Judge’s early finding keeps case alive

A magistrate judge in the San Antonio division has recommended denying Coffeezilla’s bid to toss the suit, finding that some of his statements could be interpreted as factual claims rather than protected opinion. Decrypt reports that the magistrate concluded certain phrasing was “reasonably capable of defamatory meaning,” a key threshold that allows discovery and other pretrial steps to move ahead.

Where the CryptoZoo saga began

Coffeezilla’s three-part investigation, released in December 2022, accused CryptoZoo of failing to deliver on promised gameplay and used blunt language that now sits at the heart of Paul’s defamation claims. The videos and related social media posts drew millions of views, putting the project’s collapse under an even brighter spotlight. Paul later announced a buyback plan, and the program wrapped up in March 2024. As noted by KSAT, the buyback returned more than $1,000,000 in ethereum to eligible holders.

Why this case matters

The dispute is shaping up as a test of where courts will draw the line between aggressive online reporting or commentary about a public figure and statements a jury could find both false and defamatory. The court’s online docket reflects active motion practice that will determine what evidence a jury sees and how each side presents its damages theories, according to the Western District of Texas.

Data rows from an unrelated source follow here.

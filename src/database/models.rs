use serde::{Deserialize, Serialize};
use std::fmt;
use std::path::{Path, PathBuf};

// Content models
#[derive(Debug, Clone, Copy, PartialEq, Eq, Hash, Serialize, Deserialize)]
#[serde(rename_all = "lowercase")]
pub enum ContentType {
    Image,
    Video,
    Audio,
}

impl ContentType {
    pub fn as_str(&self) -> &'static str {
        match self {
            ContentType::Image => "image",
            ContentType::Video => "video",
            ContentType::Audio => "audio",
        }
    }

    /// Classify a file by extension; `None` for files the library does not manage.
    pub fn from_extension(path: &Path) -> Option<Self> {
        let ext = path.extension()?.to_string_lossy().to_lowercase();
        match ext.as_str() {
            "jpg" | "jpeg" | "png" | "gif" | "bmp" | "tiff" | "tif" | "webp" => {
                Some(ContentType::Image)
            }
            "mp4" | "mov" | "avi" | "mkv" | "m4v" | "webm" | "wmv" | "flv" => {
                Some(ContentType::Video)
            }
            "mp3" | "flac" | "wav" | "ogg" | "m4a" | "aac" => Some(ContentType::Audio),
            _ => None,
        }
    }
}

impl fmt::Display for ContentType {
    fn fmt(&self, f: &mut fmt::Formatter<'_>) -> fmt::Result {
        f.write_str(self.as_str())
    }
}

impl TryFrom<&str> for ContentType {
    type Error = String;

    fn try_from(s: &str) -> Result<Self, Self::Error> {
        match s {
            "image" => Ok(ContentType::Image),
            "video" => Ok(ContentType::Video),
            "audio" => Ok(ContentType::Audio),
            other => Err(format!("unknown content type: {}", other)),
        }
    }
}

#[derive(Debug, Clone, PartialEq, Serialize, Deserialize)]
pub struct Content {
    pub id: String,
    pub path: String,
    pub name: String,
    pub content_type: ContentType,
}

impl Content {
    /// Location of the file on disk: `storage_root/path/name`.
    pub fn resolve_path(&self, storage_root: &Path) -> PathBuf {
        storage_root.join(&self.path).join(&self.name)
    }
}

// Content hash models
#[derive(Debug, Clone, PartialEq, Eq, Hash, Serialize, Deserialize)]
pub enum HashType {
    Sha256,
    DHash,
    Other(String),
}

impl HashType {
    pub fn as_str(&self) -> &str {
        match self {
            HashType::Sha256 => "sha256",
            HashType::DHash => "dhash",
            HashType::Other(tag) => tag,
        }
    }
}

impl fmt::Display for HashType {
    fn fmt(&self, f: &mut fmt::Formatter<'_>) -> fmt::Result {
        f.write_str(self.as_str())
    }
}

impl From<String> for HashType {
    fn from(s: String) -> Self {
        match s.as_str() {
            "sha256" => HashType::Sha256,
            "dhash" => HashType::DHash,
            _ => HashType::Other(s),
        }
    }
}

impl From<&str> for HashType {
    fn from(s: &str) -> Self {
        HashType::from(s.to_string())
    }
}

impl From<HashType> for String {
    fn from(hash_type: HashType) -> Self {
        hash_type.as_str().to_string()
    }
}

/// Provenance of a hash derived from a sampled video frame.
#[derive(Debug, Clone, PartialEq, Serialize, Deserialize)]
pub struct HashMetadata {
    pub source: String,
    pub timestamp: f64,
}

impl HashMetadata {
    pub fn scene(timestamp: f64) -> Self {
        Self {
            source: "scene".to_string(),
            timestamp,
        }
    }
}

#[derive(Debug, Clone, PartialEq, Serialize, Deserialize)]
pub struct ContentHash {
    pub id: String,
    pub content_id: String,
    pub hash_type: HashType,
    pub value: String,
    pub metadata: Option<HashMetadata>,
}

// Scan queue models
#[derive(Debug, Clone, PartialEq, Eq, Serialize, Deserialize)]
pub struct ScanQueueItem {
    pub id: i64,
    pub content_hash_id: String,
    pub created_at: String,
}

/// A pending queue entry joined to the hash it refers to.
#[derive(Debug, Clone, PartialEq, Eq, Serialize, Deserialize)]
pub struct ScanQueueEntry {
    pub id: i64,
    pub content_hash_id: String,
    pub content_id: String,
    pub hash_type: HashType,
    pub value: String,
}

// Duplicate group models
#[derive(Debug, Clone, PartialEq, Serialize, Deserialize)]
pub struct DuplicateGroupItem {
    pub content_id: String,
    pub similarity: f64,
}

#[derive(Debug, Clone, PartialEq, Serialize, Deserialize)]
pub struct DuplicateGroup {
    pub id: String,
    pub hash_type: HashType,
    pub items: Vec<DuplicateGroupItem>,
    pub created_at: String,
    pub updated_at: String,
}

impl DuplicateGroup {
    pub fn contains(&self, content_id: &str) -> bool {
        self.items.iter().any(|item| item.content_id == content_id)
    }
}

After Monday’s hearing, the case remained on the court’s active docket, with any future orders or scheduling changes set to appear in the federal filings. For now, the fight is less about whether CryptoZoo came up short and more about whether calling a high-profile creator a “scammer” in front of millions of viewers can cross the legal line into defamation in the modern attention economy.